PROBLEM STATEMENT
Nothing but the lines from the one containing "impl std::fmt::Display for" through the end of the material should be restated, and each exactly.

════

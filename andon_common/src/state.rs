//! State enums shared between the controller and its observers.
//!
//! All enums use `#[repr(u8)]` with explicit discriminants so the numeric
//! values seen by the host (telemetry, `rx_host_state`) are stable.

use serde::{Deserialize, Serialize};

// ─── System State ───────────────────────────────────────────────────

/// Authoritative controller output, published to the Andon light and telemetry.
#[derive(Debug, Clone, Copy, PartialEq, Eq, Hash, Serialize, Deserialize, Default)]
#[repr(u8)]
pub enum SystemState {
    /// Before the first control cycle.
    #[default]
    Uninitialized = 0,
    /// Bookkeeping marker at the start of every cycle.
    HostReading = 1,
    /// Host-independent mode, no person in view.
    Scanning = 2,
    /// Person in view, not confirmed inside the danger distance.
    Warning = 3,
    /// Machine must stop (fault latched).
    Stopped = 4,
    /// Host connected and not in its stop bucket, no person in view.
    HostActiveState = 5,
    /// Host connected and reporting a stop-bucket state.
    HostStoppedState = 6,
}

impl SystemState {
    #[inline]
    pub const fn from_u8(value: u8) -> Option<Self> {
        match value {
            0 => Some(Self::Uninitialized),
            1 => Some(Self::HostReading),
            2 => Some(Self::Scanning),
            3 => Some(Self::Warning),
            4 => Some(Self::Stopped),
            5 => Some(Self::HostActiveState),
            6 => Some(Self::HostStoppedState),
            _ => None,
        }
    }

    /// True for the states that command the host to stop.
    #[inline]
    pub const fn is_stop(&self) -> bool {
        matches!(self, Self::Stopped | Self::HostStoppedState)
    }
}

// ─── Fault Latch Value ──────────────────────────────────────────────

/// Latched safety fault. A single value, never a set.
#[derive(Debug, Clone, Copy, PartialEq, Eq, Hash, Serialize, Deserialize, Default)]
#[repr(u8)]
pub enum SystemFault {
    #[default]
    None = 0,
    /// Person inside the danger distance or host in its stop bucket.
    /// Cleared by a host-state update outside the stop bucket.
    EStopped = 1,
    /// Controller could not keep its cycle deadline. Persists until restart.
    ProgramError = 2,
}

impl SystemFault {
    #[inline]
    pub const fn is_active(&self) -> bool {
        !matches!(self, Self::None)
    }

    /// Severity rank used when a second fault arrives while one is latched.
    #[inline]
    pub const fn severity(&self) -> u8 {
        match self {
            Self::None => 0,
            Self::EStopped => 1,
            Self::ProgramError => 2,
        }
    }
}

// ─── Host Connection ────────────────────────────────────────────────

#[derive(Debug, Clone, Copy, PartialEq, Eq, Hash, Serialize, Deserialize, Default)]
#[repr(u8)]
pub enum ConnectionStatus {
    #[default]
    Disconnected = 0,
    Connected = 1,
}

impl From<bool> for ConnectionStatus {
    fn from(connected: bool) -> Self {
        if connected { Self::Connected } else { Self::Disconnected }
    }
}

// ─── Host Machine State (PackML) ────────────────────────────────────

/// Coarse color bucket of a host machine state.
#[derive(Debug, Clone, Copy, PartialEq, Eq, Hash, Serialize, Deserialize)]
#[repr(u8)]
pub enum StateBucket {
    Stop = 0,
    Caution = 1,
    Ready = 2,
    Run = 3,
}

/// PackML-style machine state reported by the host.
///
/// Discriminants follow the host protocol ordinal order.
#[derive(Debug, Clone, Copy, PartialEq, Eq, Hash, Serialize, Deserialize, Default)]
#[repr(u8)]
pub enum HostMachineState {
    #[default]
    Undefined = 0,
    Stopped = 1,
    Starting = 2,
    Idle = 3,
    Suspended = 4,
    Execute = 5,
    Stopping = 6,
    Aborting = 7,
    Aborted = 8,
    Holding = 9,
    Held = 10,
    Resetting = 11,
    Suspending = 12,
    Unsuspending = 13,
    Clearing = 14,
    Unholding = 15,
    Completing = 16,
    Complete = 17,
}

impl HostMachineState {
    /// Every variant, in discriminant order.
    pub const ALL: [Self; 18] = [
        Self::Undefined,
        Self::Stopped,
        Self::Starting,
        Self::Idle,
        Self::Suspended,
        Self::Execute,
        Self::Stopping,
        Self::Aborting,
        Self::Aborted,
        Self::Holding,
        Self::Held,
        Self::Resetting,
        Self::Suspending,
        Self::Unsuspending,
        Self::Clearing,
        Self::Unholding,
        Self::Completing,
        Self::Complete,
    ];

    #[inline]
    pub const fn from_u8(value: u8) -> Option<Self> {
        if (value as usize) < Self::ALL.len() {
            Some(Self::ALL[value as usize])
        } else {
            None
        }
    }

    /// Fixed, total classification into a color bucket.
    pub const fn bucket(&self) -> StateBucket {
        match self {
            Self::Undefined
            | Self::Stopped
            | Self::Stopping
            | Self::Aborting
            | Self::Aborted
            | Self::Clearing => StateBucket::Stop,
            Self::Suspended
            | Self::Suspending
            | Self::Unsuspending
            | Self::Holding
            | Self::Held
            | Self::Unholding => StateBucket::Caution,
            Self::Idle | Self::Resetting | Self::Completing | Self::Complete => StateBucket::Ready,
            Self::Starting | Self::Execute => StateBucket::Run,
        }
    }
}

// ─── Andon Color ────────────────────────────────────────────────────

/// 24-bit RGB color for the Andon light.
#[derive(Debug, Clone, Copy, PartialEq, Eq, Hash, Serialize, Deserialize)]
#[serde(transparent)]
pub struct Rgb(pub u32);

impl Rgb {
    #[inline]
    pub const fn red(&self) -> u8 {
        (self.0 >> 16) as u8
    }

    #[inline]
    pub const fn green(&self) -> u8 {
        (self.0 >> 8) as u8
    }

    #[inline]
    pub const fn blue(&self) -> u8 {
        self.0 as u8
    }
}

impl std::fmt::Display for Rgb {
    fn fmt(&self, f: &mut std::fmt::Formatter<'_>) -> std::fmt::Result {
        write!(f, "#{:06X}", self.0)
    }
}

// ─── Tests ──────────────────────────────────────────────────────────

════

SOLVED EXERCISE
impl std::fmt::Display for Rgb {
    fn fmt(&self, f: &mut std::fmt::Formatter<'_>) -> std::fmt::Result {
        write!(f, "#{:06X}", self.0)
    }
}

// ─── Tests ──────────────────────────────────────────────────────────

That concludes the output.